§ To do:
In the entries below, count the lines holding "write". Reply with the number only.

[Records from a dataset]
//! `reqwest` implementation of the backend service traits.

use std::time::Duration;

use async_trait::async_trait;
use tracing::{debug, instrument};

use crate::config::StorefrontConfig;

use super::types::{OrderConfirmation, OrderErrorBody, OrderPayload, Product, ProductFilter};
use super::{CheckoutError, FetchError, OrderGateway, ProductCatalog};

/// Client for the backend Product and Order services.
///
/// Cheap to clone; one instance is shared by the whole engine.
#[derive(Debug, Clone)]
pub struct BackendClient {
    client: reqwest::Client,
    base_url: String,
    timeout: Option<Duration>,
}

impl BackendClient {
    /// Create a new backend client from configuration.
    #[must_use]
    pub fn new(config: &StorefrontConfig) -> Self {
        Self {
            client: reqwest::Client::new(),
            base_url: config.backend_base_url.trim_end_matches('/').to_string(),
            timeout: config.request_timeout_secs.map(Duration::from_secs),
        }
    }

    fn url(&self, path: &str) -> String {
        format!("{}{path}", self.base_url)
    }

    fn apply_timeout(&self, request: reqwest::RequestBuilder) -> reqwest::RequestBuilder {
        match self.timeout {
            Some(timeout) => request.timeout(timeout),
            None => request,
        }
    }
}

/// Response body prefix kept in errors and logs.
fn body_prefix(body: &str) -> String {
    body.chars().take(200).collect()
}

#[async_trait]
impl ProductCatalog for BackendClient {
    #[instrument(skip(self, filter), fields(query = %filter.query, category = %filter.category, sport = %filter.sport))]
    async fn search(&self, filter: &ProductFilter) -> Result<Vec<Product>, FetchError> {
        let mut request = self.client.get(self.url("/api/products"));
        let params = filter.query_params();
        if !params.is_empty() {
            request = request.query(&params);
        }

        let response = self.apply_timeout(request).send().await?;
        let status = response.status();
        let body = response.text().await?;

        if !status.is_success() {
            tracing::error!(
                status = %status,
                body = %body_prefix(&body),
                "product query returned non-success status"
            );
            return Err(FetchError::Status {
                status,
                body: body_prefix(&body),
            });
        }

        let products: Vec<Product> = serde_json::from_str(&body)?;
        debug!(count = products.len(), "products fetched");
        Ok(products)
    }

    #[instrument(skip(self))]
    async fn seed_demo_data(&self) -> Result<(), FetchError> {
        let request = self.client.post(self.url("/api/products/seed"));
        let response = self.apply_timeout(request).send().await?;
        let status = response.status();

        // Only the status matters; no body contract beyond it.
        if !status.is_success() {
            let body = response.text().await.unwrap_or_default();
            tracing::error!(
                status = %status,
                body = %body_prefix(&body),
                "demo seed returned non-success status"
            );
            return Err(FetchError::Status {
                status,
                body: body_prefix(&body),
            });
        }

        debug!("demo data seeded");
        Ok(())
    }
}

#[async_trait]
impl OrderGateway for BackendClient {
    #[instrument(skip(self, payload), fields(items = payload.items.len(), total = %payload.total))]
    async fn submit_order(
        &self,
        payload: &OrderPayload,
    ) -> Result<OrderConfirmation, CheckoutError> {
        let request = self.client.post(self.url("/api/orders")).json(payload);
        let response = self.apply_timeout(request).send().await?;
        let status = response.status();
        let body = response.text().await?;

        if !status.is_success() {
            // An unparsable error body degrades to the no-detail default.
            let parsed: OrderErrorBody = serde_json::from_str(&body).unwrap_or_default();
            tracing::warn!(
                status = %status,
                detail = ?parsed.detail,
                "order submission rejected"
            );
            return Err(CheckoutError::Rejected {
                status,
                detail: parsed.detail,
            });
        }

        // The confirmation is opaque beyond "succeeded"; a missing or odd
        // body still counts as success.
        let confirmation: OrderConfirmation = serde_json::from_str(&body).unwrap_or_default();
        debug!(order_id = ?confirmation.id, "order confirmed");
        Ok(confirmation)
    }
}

==

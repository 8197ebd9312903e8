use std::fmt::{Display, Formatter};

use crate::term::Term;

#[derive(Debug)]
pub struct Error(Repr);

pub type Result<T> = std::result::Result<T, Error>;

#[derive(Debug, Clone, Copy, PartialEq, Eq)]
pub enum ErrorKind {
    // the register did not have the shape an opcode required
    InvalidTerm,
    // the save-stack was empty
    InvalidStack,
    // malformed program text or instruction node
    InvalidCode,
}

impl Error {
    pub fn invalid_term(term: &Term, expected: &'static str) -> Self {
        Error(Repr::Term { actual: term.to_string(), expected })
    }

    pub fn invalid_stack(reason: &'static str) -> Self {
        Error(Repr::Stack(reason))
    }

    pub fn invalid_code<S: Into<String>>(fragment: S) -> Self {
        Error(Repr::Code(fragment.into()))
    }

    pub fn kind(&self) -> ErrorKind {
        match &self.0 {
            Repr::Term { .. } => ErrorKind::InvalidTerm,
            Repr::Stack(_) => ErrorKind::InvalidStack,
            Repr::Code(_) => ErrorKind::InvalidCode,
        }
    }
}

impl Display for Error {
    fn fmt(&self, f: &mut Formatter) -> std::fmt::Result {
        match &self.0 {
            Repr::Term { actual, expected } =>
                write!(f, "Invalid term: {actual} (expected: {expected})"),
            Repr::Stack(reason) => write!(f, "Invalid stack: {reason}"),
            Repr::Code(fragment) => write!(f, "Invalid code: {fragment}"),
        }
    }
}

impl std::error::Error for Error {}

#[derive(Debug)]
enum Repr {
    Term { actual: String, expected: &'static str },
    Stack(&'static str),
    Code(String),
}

§ Completed exercise:
3